Back in the modern day, there are skinheads and neo-Nazis with tendrils into the police force itself. Our dying killer connects with neo-Nazi Sverre Olsen, using him to acquire the German rifle, the act that ultimately sets Harry Hole on his trail. While Harry pursues his unpopular (with his superiors) investigation from Norway to South Africa, Jo Nesbø takes readers back to the horrors of the Eastern Front of World War II, with an at times confusing cast of characters and pseudonyms, disappearing corpses, romance (between a soldier and an aristocratic nurse in Vienna) and blackmail.

Harry's investigation leads him to meet Rakel Fauke (with whom he has a strong romantic liaison in subsequent books) and her son Oleg, to whom Hole becomes a father figure. It also leads to the loss of someone close to him, a catastrophe that will haunt him for years to come, and that becomes the catalyst for key future events (having read the series out of order, I was especially interested in finding out how this had happened.)

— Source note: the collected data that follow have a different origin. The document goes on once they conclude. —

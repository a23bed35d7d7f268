use axum::{
    extract::rejection::BytesRejection,
    http::StatusCode,
    response::{IntoResponse, Response},
    Json,
};
use papaya_prediction::PredictionError;
use serde::Serialize;
use thiserror::Error;

#[derive(Error, Debug)]
pub enum WebError {
    #[error("Bad request: {0}")]
    BadRequest(String),
    #[error("Not found: {0}")]
    NotFound(String),
    #[error("Payload too large: {0}")]
    PayloadTooLarge(String),
    #[error("Prediction failed: {0}")]
    Prediction(#[from] PredictionError),
    #[error("Internal error: {0}")]
    Internal(String),
}

impl WebError {
    fn status_code(&self) -> StatusCode {
        match self {
            WebError::BadRequest(_) => StatusCode::BAD_REQUEST,
            WebError::NotFound(_) => StatusCode::NOT_FOUND,
            WebError::PayloadTooLarge(_) => StatusCode::PAYLOAD_TOO_LARGE,
            WebError::Prediction(PredictionError::EmptyImage) => StatusCode::BAD_REQUEST,
            WebError::Prediction(err) if err.is_client_error() => {
                StatusCode::UNPROCESSABLE_ENTITY
            }
            WebError::Prediction(_) | WebError::Internal(_) => StatusCode::INTERNAL_SERVER_ERROR,
        }
    }
}

impl From<BytesRejection> for WebError {
    fn from(rejection: BytesRejection) -> Self {
        match rejection.status() {
            StatusCode::PAYLOAD_TOO_LARGE => WebError::PayloadTooLarge(rejection.body_text()),
            _ => WebError::BadRequest(rejection.body_text()),
        }
    }
}

#[derive(Serialize)]
struct ErrorResponse {
    detail: String,
}

impl IntoResponse for WebError {
    fn into_response(self) -> Response {
        let status = self.status_code();
        if status.is_server_error() {
            tracing::error!("{}", self);
        }

        let body = ErrorResponse {
            detail: self.to_string(),
        };

        (status, Json(body)).into_response()
    }
}

#[cfg(test)]
mod tests {
    use super::*;

    #[test]
    fn test_status_codes() {
        assert_eq!(
            WebError::from(PredictionError::EmptyImage).status_code(),
            StatusCode::BAD_REQUEST
        );
        assert_eq!(
            WebError::from(PredictionError::UnsupportedFormat("Gif".into())).status_code(),
            StatusCode::UNPROCESSABLE_ENTITY
        );
        assert_eq!(
            WebError::from(PredictionError::Inference("boom".into())).status_code(),
            StatusCode::INTERNAL_SERVER_ERROR
        );
        assert_eq!(
            WebError::NotFound("image".into()).status_code(),
            StatusCode::NOT_FOUND
        );
        assert_eq!(
            WebError::PayloadTooLarge("body".into()).status_code(),
            StatusCode::PAYLOAD_TOO_LARGE
        );
    }
}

As always, Jo Nesbø gives readers an excellent and intricate mystery in The Redbreast, with an intriguing maze of historical misdirection, and real-life, shades-of-gray ambiguity in his good guys and villains - an ambiguity that Harry Hole well appreciates. If you enjoy a masterfully plotted mystery or are interested in a fascinating World War II arena of which most North Americans are unaware, then The Redbreast is a must read.